Exercise materials Start Marker
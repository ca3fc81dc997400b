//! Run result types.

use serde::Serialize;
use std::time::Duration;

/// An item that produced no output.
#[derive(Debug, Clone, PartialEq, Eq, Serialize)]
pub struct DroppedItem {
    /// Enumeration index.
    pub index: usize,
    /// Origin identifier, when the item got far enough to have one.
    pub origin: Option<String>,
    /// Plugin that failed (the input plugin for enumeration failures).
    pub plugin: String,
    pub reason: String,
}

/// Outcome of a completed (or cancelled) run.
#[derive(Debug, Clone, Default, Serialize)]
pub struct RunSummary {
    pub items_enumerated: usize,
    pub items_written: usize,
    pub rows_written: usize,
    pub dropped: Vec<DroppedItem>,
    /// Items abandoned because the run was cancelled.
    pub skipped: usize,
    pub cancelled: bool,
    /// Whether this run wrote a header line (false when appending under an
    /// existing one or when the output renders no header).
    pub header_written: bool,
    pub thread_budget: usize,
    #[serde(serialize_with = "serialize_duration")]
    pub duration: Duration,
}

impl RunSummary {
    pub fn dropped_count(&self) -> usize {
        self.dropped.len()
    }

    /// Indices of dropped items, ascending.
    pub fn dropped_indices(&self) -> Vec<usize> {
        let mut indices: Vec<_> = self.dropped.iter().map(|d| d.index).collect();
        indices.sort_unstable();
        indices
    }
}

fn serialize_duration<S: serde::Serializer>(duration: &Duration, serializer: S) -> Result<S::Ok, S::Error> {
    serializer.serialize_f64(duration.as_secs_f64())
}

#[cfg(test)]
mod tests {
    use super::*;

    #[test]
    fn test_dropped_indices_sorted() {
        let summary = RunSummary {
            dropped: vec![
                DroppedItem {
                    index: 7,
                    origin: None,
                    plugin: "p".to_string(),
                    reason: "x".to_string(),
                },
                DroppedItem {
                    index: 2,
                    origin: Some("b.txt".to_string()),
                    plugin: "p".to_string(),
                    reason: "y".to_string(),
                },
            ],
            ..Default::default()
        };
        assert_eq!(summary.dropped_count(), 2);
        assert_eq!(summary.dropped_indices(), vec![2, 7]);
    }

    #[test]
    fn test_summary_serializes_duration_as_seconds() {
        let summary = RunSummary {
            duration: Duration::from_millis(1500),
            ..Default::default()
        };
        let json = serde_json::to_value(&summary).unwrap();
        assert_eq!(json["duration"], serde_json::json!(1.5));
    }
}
Exercise materials End Marker
Exercise materials Start Marker
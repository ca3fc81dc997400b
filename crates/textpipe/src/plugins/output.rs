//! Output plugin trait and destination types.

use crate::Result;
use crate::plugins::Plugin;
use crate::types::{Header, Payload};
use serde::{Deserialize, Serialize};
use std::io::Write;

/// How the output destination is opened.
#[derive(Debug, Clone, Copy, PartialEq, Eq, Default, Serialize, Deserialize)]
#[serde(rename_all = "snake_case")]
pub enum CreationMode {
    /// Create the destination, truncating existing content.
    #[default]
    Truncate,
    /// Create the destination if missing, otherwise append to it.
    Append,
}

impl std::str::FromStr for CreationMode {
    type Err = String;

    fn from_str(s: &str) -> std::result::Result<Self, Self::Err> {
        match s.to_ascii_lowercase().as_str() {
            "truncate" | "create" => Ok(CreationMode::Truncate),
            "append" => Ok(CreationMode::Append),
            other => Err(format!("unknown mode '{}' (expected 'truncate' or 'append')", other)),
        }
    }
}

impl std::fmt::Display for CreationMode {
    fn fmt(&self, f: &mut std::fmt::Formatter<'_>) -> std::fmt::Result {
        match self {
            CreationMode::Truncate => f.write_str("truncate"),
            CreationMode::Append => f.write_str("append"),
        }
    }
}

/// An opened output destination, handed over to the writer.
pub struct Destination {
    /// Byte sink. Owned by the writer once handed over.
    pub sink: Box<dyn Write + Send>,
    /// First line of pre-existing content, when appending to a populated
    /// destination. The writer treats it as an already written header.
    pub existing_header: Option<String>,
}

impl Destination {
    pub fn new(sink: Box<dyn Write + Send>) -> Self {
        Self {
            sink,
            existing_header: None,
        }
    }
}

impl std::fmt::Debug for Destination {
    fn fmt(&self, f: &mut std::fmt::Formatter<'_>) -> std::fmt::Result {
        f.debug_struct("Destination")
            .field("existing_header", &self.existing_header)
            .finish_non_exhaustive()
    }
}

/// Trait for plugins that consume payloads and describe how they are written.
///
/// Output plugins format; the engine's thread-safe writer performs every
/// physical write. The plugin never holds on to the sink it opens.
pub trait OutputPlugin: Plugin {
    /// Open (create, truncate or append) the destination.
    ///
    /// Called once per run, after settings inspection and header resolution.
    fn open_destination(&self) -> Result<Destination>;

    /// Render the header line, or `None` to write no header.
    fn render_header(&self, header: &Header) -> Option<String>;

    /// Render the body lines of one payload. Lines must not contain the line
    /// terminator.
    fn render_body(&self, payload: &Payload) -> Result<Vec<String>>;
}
Exercise materials End Marker
Exercise materials Start Marker
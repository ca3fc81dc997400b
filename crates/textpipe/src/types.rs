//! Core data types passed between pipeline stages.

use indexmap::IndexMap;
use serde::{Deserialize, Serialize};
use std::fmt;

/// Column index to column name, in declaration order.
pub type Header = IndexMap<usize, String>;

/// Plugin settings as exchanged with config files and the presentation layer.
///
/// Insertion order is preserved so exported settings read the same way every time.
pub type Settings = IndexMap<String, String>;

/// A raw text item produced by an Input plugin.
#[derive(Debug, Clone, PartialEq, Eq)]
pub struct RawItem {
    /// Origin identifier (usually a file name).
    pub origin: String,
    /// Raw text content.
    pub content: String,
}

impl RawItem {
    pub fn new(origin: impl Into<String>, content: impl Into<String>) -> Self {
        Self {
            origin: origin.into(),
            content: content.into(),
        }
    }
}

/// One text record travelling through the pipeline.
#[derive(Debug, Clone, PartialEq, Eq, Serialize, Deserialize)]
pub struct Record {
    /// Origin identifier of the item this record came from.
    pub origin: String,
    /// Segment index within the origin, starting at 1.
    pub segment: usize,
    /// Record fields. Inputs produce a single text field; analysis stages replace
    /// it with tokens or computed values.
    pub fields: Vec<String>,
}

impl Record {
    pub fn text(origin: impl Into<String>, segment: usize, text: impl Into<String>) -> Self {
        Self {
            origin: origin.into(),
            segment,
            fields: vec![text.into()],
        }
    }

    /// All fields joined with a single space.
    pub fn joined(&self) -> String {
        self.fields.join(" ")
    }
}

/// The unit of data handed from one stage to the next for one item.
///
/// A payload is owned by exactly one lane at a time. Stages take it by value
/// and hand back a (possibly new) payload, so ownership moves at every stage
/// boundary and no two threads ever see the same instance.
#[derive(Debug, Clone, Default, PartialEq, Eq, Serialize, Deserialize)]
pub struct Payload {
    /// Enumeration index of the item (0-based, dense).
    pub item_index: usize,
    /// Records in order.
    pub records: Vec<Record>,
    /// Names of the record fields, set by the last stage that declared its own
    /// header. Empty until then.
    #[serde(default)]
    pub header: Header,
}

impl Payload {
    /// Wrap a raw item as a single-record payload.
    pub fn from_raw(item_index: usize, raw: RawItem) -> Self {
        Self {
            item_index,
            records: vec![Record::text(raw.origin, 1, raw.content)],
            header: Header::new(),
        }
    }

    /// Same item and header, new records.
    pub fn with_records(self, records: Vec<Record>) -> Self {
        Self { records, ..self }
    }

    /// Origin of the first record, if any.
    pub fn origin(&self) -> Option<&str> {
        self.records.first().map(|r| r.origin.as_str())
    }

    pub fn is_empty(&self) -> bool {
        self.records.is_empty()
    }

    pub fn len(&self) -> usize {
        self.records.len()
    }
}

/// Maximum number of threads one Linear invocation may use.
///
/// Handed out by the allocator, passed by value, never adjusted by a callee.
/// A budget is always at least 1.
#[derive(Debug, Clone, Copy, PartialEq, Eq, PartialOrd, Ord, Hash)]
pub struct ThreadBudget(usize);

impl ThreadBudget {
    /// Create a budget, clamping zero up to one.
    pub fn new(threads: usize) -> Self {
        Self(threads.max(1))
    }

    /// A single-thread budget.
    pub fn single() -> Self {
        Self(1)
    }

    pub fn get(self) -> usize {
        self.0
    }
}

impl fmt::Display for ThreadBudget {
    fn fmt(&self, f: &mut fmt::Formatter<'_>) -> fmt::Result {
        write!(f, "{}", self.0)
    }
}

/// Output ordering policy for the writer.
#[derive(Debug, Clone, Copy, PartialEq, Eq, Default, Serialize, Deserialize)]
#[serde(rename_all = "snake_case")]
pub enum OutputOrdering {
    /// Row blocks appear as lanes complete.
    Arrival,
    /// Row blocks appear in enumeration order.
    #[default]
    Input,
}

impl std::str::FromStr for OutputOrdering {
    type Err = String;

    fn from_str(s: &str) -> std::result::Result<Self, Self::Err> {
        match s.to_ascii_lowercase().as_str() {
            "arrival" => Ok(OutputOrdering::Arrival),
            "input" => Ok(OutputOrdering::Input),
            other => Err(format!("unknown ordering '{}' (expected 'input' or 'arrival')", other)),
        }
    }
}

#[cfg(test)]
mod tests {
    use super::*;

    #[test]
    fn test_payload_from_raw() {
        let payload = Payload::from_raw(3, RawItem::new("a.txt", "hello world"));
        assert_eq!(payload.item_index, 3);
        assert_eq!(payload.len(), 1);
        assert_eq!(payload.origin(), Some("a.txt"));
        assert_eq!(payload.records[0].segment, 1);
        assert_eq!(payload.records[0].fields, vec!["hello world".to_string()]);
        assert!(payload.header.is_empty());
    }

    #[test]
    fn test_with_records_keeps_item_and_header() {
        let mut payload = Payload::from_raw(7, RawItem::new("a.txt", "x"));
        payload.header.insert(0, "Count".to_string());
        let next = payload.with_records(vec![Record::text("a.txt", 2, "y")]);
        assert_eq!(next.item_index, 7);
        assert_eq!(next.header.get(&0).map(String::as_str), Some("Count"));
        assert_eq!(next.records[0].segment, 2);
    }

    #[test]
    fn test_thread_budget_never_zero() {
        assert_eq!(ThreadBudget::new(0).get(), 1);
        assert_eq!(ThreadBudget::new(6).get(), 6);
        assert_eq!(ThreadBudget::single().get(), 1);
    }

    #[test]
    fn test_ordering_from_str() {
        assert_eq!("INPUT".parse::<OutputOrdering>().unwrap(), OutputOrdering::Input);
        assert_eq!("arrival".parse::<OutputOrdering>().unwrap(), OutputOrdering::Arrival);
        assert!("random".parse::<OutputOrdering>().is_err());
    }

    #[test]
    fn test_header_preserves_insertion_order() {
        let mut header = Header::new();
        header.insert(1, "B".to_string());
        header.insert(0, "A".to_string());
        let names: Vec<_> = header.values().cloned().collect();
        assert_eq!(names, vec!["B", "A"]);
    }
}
Exercise materials End Marker
Task instructions
On how many lines of the data does the word "next" appear? Reply with the number alone.

Solution below
5